Research I dug into the WebClients logic and noticed that an empty Mono is not processed with the resolved HttpMessageDecoder (in my case, Jackson), e.g. in AbstractJackson2Decoder.decodeToMono and later hardcodes to null in WebClientUtils.mapToEntity via some... interesting magic strings :)

Example

// given an endpoint is reachable that will return no value as a body:
Optional<?> result = webClient.method(method).uri(uri).retrieve().toEntity(Optional.class).block();
// result is null, not Optional.empty

Comment From: rstoyanchev

While we could make this work, it would be more idiomatic to use Mono#blockOptional:

Optional<Foo> result = webClient.method(method).uri(uri).retrieve().toEntity(Foo.class).blockOptional();

Comment From: rstoyanchev

Generally where Mono is exposed or supported, e.g. in annotated controller methods, we don't support Optional as well because, because Mono already expresses the concept of empty and provides a seamless path to related JDK types.

Comment From: roookeee

While the reasoning might be correct, even the slighest abstraction layer above WebClient is forced to duplicate it's APIs for Optional and non Optional ParameterizedType<T> which is quite cumbersome, especially when you build libraries upon WebClient which don't want to leak that implementation detail. We currently have a workaround in place that "hacks" this behaviour by introspecting the supplied ParameterizedType<T> which is non-ideal.

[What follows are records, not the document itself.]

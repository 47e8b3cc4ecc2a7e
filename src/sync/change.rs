//! Classification of scanned documents against the stored state

use serde::Serialize;

/// How a scanned document relates to what is already stored
#[derive(Debug, Clone, Copy, PartialEq, Eq, Serialize)]
#[serde(rename_all = "lowercase")]
pub enum ChangeKind {
    /// No stored article belongs to the document
    New,
    /// A stored article exists with a different content hash
    Changed,
    /// A stored article exists with the same content hash
    Unchanged,
}

impl ChangeKind {
    /// Whether documents of this kind have to be persisted again
    pub fn needs_update(&self) -> bool {
        !matches!(self, ChangeKind::Unchanged)
    }
}

impl std::fmt::Display for ChangeKind {
    fn fmt(&self, f: &mut std::fmt::Formatter<'_>) -> std::fmt::Result {
        match self {
            ChangeKind::New => write!(f, "new"),
            ChangeKind::Changed => write!(f, "changed"),
            ChangeKind::Unchanged => write!(f, "unchanged"),
        }
    }
}

/// Classification of one scanned document
#[derive(Debug, Clone, PartialEq, Eq, Serialize)]
pub struct ChangedDocument {
    /// Document id
    pub id: String,
    pub title: String,
    /// File the document was read from
    pub path: String,
    pub kind: ChangeKind,
}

Hope this clears stuff up :)

Thank you for your time!

Comment From: rstoyanchev

The context is more clear, but without any knowledge about the higher level API, it's not too clear where the duplication comes from. For such embedded use of WebClient, I imagine code paths trickling down to a single, generalized call to WebClient where an Optional wrapper can be handled as you described.

Adding support for Optional in all places where we decode to Flux<T> or Mono<T> could be a fairly extensive change, which is why I'm trying to make sure it is absolutely necessary.

Comment From: roookeee

Imagine a spring-data-repository implementation that is using WebClient internally. Instead of having one central function that does the HTTP calling we have to duplicate or do thorough type introspection (which isn't provided by Spring) to use different WebClient functions.

Spring supports Optional in a lot of places and it's just a surprising implementation detail which is why I created this issue: for consistencies sake.

That being said it seems like this is quite the niche issue. Throwing a lot of work at this seems unwise unless you also see merit in the broader implications of this (consistency, non-surprising APIs). Debugging this issue took quite some time so this issue existing is already worthwile.

Thank you for your time :)

Comment From: snicoll

It's been a while and there hasn't been additional interested by the community so I am going to close this now.